Development of a machine learning-based method for predicting the concentrations and identifying the sources of heavy metals in river water

Denghui Zhu; Tomohisa Shimada; Jiajie Wang; Noriyoshi Tsuchiya

5:15 PM - 6:45 PM

[MGI28-P07] Development of a machine learning-based method for predicting the concentrations and identifying the sources of heavy metals in river water

*Denghui Zhu¹, Tomohisa Shimada¹, Jiajie Wang¹, Noriyoshi Tsuchiya¹ (1.Graduate School of Environmental Studies, Tohoku University)

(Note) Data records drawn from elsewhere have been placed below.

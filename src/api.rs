use std::sync::Arc;

use metrics_exporter_prometheus::PrometheusHandle;
use shuttle_axum::axum::{
    extract::{Query, State},
    http::StatusCode,
    response::IntoResponse,
    routing::get,
    Json, Router,
};

use crate::history::{PassHistory, PassSummary};

const DEFAULT_PASSES: usize = 10;
const MAX_PASSES: usize = 200;

#[derive(Clone)]
pub struct AppState {
    pub history: Arc<PassHistory>,
    /// `None` when no recorder was installed (tests, or a second instance).
    pub metrics: Option<PrometheusHandle>,
}

impl AppState {
    pub fn new(history: Arc<PassHistory>) -> Self {
        Self {
            history,
            metrics: None,
        }
    }

    pub fn with_metrics(mut self, handle: PrometheusHandle) -> Self {
        self.metrics = Some(handle);
        self
    }
}

pub fn router(state: AppState) -> Router {
    Router::new()
        .route("/health", get(|| async { "ok" }))
        .route("/debug/passes", get(debug_passes))
        .route("/metrics", get(metrics))
        .with_state(state)
}

#[derive(serde::Deserialize)]
struct PassesQuery {
    #[serde(default)]
    n: Option<usize>,
}

async fn debug_passes(
    State(state): State<AppState>,
    Query(q): Query<PassesQuery>,
) -> Json<Vec<PassSummary>> {
    let n = q.n.unwrap_or(DEFAULT_PASSES).clamp(1, MAX_PASSES);
    Json(state.history.snapshot_last_n(n))
}

async fn metrics(State(state): State<AppState>) -> impl IntoResponse {
    match &state.metrics {
        Some(h) => (StatusCode::OK, h.render()),
        None => (
            StatusCode::SERVICE_UNAVAILABLE,
            "metrics recorder not installed".to_string(),
        ),
    }
}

Keywords:heavy metal pollution, machine learning, predict, source identification

Conventional assessment method for heavy metal pollution in river systems requires long-term sampling of river water with the subsequent laboratory analysis, which is time-consuming, laborious and costly. And also, previous method always uses principal component analysis (PCA) to identify the sources of heavy metals. However, some studies reveal that PCA will make variables become less interpretable and result in information loss. Considering the development of machine learning technique and its advantage for prediction, this research aims to develop an efficient method of utilizing the easily obtained source data of heavy metals (mine, industrial and domestic wastewater, geological background, soil features, land use type, vegetation, elevation, water discharge, precipitation, pH, temperature) by the latest interpretable machine learning technique in order to: 1. Predict the concentrations of heavy metals in river water; 2. Quantitatively identify the pollutant load contribution of each pollution source.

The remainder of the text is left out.